電動トラック・バス市場、電池式電動パワートレインが台頭 水素燃料電池の採用も重要なポイントに

商用車の燃焼エンジン販売はピークに

商用車市場では、内燃機関を搭載した商用車の販売が2030年までにピークを迎えると予測されています。

政府の政策や補助金、フリート事業者の持続可能性目標、低排出ゾーン、総所有コストの改善などが組み合わさり、代替燃料の商用車への長期的な移行を後押ししています。一方で、電気自動車への移行の速度は市場ごとに大きく異なります。

アジア太平洋地域では、ハイブリッド車を含む内燃機関搭載の商用車の登録台数は2027年にピークを迎えると予測されています。中国では、ピークはさらに早く訪れ、実質2022年になる見込みです。一方、インドと東南アジアでは力強い成長を続けており、その勢いは中国による交通システムの脱炭素化の成果を払拭すると考えられます。

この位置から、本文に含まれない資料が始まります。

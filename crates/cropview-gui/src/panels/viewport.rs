use cropview_core::geometry::{Point, Size};
use cropview_core::input::{InputEvent, PointerEvent};
use cropview_core::viewport::Refit;

use crate::app::CropviewApp;
use crate::panels::crop_interaction;

/// Pointer id used for the mouse; touch ids are offset past it.
const MOUSE_POINTER: u64 = 0;
const TOUCH_POINTER_BASE: u64 = 1;

/// Pixels per wheel line, matching what browsers report for one notch.
const WHEEL_LINE_PX: f64 = 40.0;

pub fn show(ctx: &egui::Context, app: &mut CropviewApp) {
    egui::CentralPanel::default()
        .frame(egui::Frame::NONE)
        .show(ctx, |ui| {
            let rect = ui.available_rect_before_wrap();
            paint_background(ui, rect);
            let response = ui.allocate_rect(rect, egui::Sense::click_and_drag());

            app.viewer
                .set_surface_origin(Point::new(f64::from(rect.min.x), f64::from(rect.min.y)));
            let refit = app
                .viewer
                .resize(Size::new(f64::from(rect.width()), f64::from(rect.height())));
            if matches!(refit, Refit::Fitted | Refit::Resized) {
                app.viewer.request_export();
            }

            let Some(texture_id) = app.viewport.texture.as_ref().map(|t| t.id()) else {
                show_placeholder(ui);
                return;
            };

            let tracking = app.viewer.arbiter().active_pointers() > 0
                || app.viewport.crop_drag.is_some();
            if response.hovered() || tracking {
                forward_input(ui, app, rect);
            }
            if response.hovered() {
                crop_interaction::update_cursor(ctx, ui, app, rect);
            }

            let painter = ui.painter_at(rect);
            draw_image(&painter, app, texture_id, rect);
            if app.viewer.crop_enabled() {
                if let Some(crop) = app.viewer.crop_rect() {
                    crop_interaction::draw_crop_overlay(
                        &painter,
                        rect,
                        crop,
                        app.viewer.config().circular,
                    );
                }
            }
        });
}

fn to_point(pos: egui::Pos2) -> Point {
    Point::new(f64::from(pos.x), f64::from(pos.y))
}

/// Translate this frame's raw egui events into engine input.
fn forward_input(ui: &egui::Ui, app: &mut CropviewApp, rect: egui::Rect) {
    let (events, shift, hover) = ui.input(|i| (i.events.clone(), i.modifiers.shift, i.pointer.hover_pos()));

    if shift != app.viewport.shift_held {
        app.viewport.shift_held = shift;
        let event = if shift {
            InputEvent::ModifierDown
        } else {
            InputEvent::ModifierUp
        };
        dispatch(app, &event, rect);
    }

    for event in &events {
        match *event {
            egui::Event::PointerButton {
                pos,
                button: egui::PointerButton::Primary,
                pressed,
                ..
            } => {
                // egui mirrors the first touch as mouse events
                if !app.viewport.touches.is_empty() {
                    continue;
                }
                let pe = PointerEvent::new(MOUSE_POINTER, f64::from(pos.x), f64::from(pos.y));
                if pressed {
                    if rect.contains(pos) {
                        dispatch(app, &InputEvent::PointerDown(pe), rect);
                    }
                } else {
                    dispatch(app, &InputEvent::PointerUp(pe), rect);
                }
            }
            egui::Event::PointerMoved(pos) => {
                if app.viewport.touches.is_empty() {
                    let pe = PointerEvent::new(MOUSE_POINTER, f64::from(pos.x), f64::from(pos.y));
                    dispatch(app, &InputEvent::PointerMove(pe), rect);
                }
            }
            egui::Event::PointerGone => {
                // The arbiter forgets the modifier on leave; resend it on return
                app.viewport.shift_held = false;
                dispatch(app, &InputEvent::PointerLeave, rect);
            }
            egui::Event::Touch { id, phase, pos, .. } => {
                let pe = PointerEvent::new(
                    TOUCH_POINTER_BASE + id.0,
                    f64::from(pos.x),
                    f64::from(pos.y),
                );
                match phase {
                    egui::TouchPhase::Start => {
                        if rect.contains(pos) {
                            app.viewport.touches.push(id.0);
                            dispatch(app, &InputEvent::PointerDown(pe), rect);
                        }
                    }
                    egui::TouchPhase::Move => dispatch(app, &InputEvent::PointerMove(pe), rect),
                    egui::TouchPhase::End => {
                        app.viewport.touches.retain(|t| *t != id.0);
                        dispatch(app, &InputEvent::PointerUp(pe), rect);
                    }
                    egui::TouchPhase::Cancel => {
                        app.viewport.touches.retain(|t| *t != id.0);
                        dispatch(app, &InputEvent::PointerCancel(pe), rect);
                    }
                }
            }
            egui::Event::MouseWheel { unit, delta, .. } => {
                let Some(pos) = hover.filter(|p| rect.contains(*p)) else {
                    continue;
                };
                let event = InputEvent::Wheel {
                    position: to_point(pos),
                    delta_y: wheel_delta_y(unit, delta.y, rect.height()),
                };
                dispatch(app, &event, rect);
            }
            // Trackpad pinch arrives pre-digested as a zoom factor
            egui::Event::Zoom(factor) => {
                if let Some(pos) = hover.filter(|p| rect.contains(*p)) {
                    let anchor = to_point(pos - rect.min.to_vec2());
                    app.viewer.zoom_at(anchor, f64::from(factor));
                    app.viewer.request_export();
                }
            }
            _ => {}
        }
    }
}

/// egui reports scroll-up as positive; the engine expects browser-style
/// `delta_y` (positive scrolls down) in pixels.
fn wheel_delta_y(unit: egui::MouseWheelUnit, dy: f32, page_height: f32) -> f64 {
    let dy = -f64::from(dy);
    match unit {
        egui::MouseWheelUnit::Point => dy,
        egui::MouseWheelUnit::Line => dy * WHEEL_LINE_PX,
        egui::MouseWheelUnit::Page => dy * f64::from(page_height),
    }
}

fn dispatch(app: &mut CropviewApp, event: &InputEvent, rect: egui::Rect) {
    let claimed = app.viewer.handle_input(event).is_claimed();
    if claimed {
        app.viewer.request_export();
    }
    crop_interaction::handle_event(
        &mut app.viewer,
        &mut app.viewport,
        event,
        claimed,
        to_point(rect.min),
    );
}

fn paint_background(ui: &egui::Ui, rect: egui::Rect) {
    ui.painter()
        .rect_filled(rect, 0.0, egui::Color32::from_gray(30));
}

fn draw_image(
    painter: &egui::Painter,
    app: &CropviewApp,
    texture_id: egui::TextureId,
    rect: egui::Rect,
) {
    if !app.viewer.store().is_fitted() {
        return;
    }
    let r = app
        .viewer
        .transform()
        .rendered_rect(app.viewer.natural_size());
    let img_rect = egui::Rect::from_min_size(
        rect.min + egui::vec2(r.x as f32, r.y as f32),
        egui::vec2(r.width as f32, r.height as f32),
    );
    painter.image(
        texture_id,
        img_rect,
        egui::Rect::from_min_max(egui::pos2(0.0, 0.0), egui::pos2(1.0, 1.0)),
        egui::Color32::WHITE,
    );
}

fn show_placeholder(ui: &mut egui::Ui) {
    ui.centered_and_justified(|ui| {
        ui.label(
            egui::RichText::new("Open an image to begin")
                .size(18.0)
                .color(egui::Color32::from_gray(100)),
        );
    });
}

EMEA(欧州、中東、アフリカ)では、内燃機関搭載商用車の登録台数のピークは2024年になると予測されています。しかし、COVID-19からの回復の軌跡とグリーンテックへの注目度によっては、より早く達する可能性があります。

北米では、内燃機関を搭載した商用車の登録にピークはなく、2030年まで、市場は成長を続けると予測されています。補助金の不足と燃料価格の低さから、電動化車両のTCO(総所有コスト)ポジションは説得力がありません。バイデン政権が市場にどのような影響を与えるかは不明ですが、内燃機関を搭載した商用車の売上がピークに達するには、2030年までに毎年数十万台の車両を電動化するという政策的立場が必要になります。

内燃機関搭載車のピーク後に備えるサプライヤー

エンジンの販売がピークを迎え、その後減少すると、エンジンメーカーは、研究開発やエンジン工場への大規模な投資を正当化するのに苦労するでしょう。その場合、資本コストのリスクを回避するための企業提携、あるいは厳しい排出ガス規制を満たすための投資が必須となる事が考えられます。

例えば、GMといすゞは、DMAX Heavy-Dutyディーゼルピックアップエンジンの生産を拡大するために、オハイオ工場に1億7500万米ドルを投資します。

CumminsとNavistarは、新規の長期契約を発表しました。将来の排出ガス規制を満たすための投資要件を削減しながら、市場で最も競争力のある燃料効率の高いエンジンを全世界の顧客に提供します。

電動パワートレインへの移行に先立ち、サプライヤーはM&A活動とパートナーシップに投資して、低排出およびゼロ排出ソリューションを提供するための生産能力と技術の両方を確保しています。

主なポイント

エンジンの生産量がピークに達すると同時に、燃焼エンジン技術や製造への投資からのシフトが続くと思われます。工場の操業を維持し、将来のエンジン排出ガス基準を満たす技術開発を可能にするための投資は、最低限のレベルにとどまると予想されます。エンジンの生産量が減少し始めると、一部のベンダーが市場から撤退し、採算が取れなくなっている生産拠点の再評価が起こると予測されます。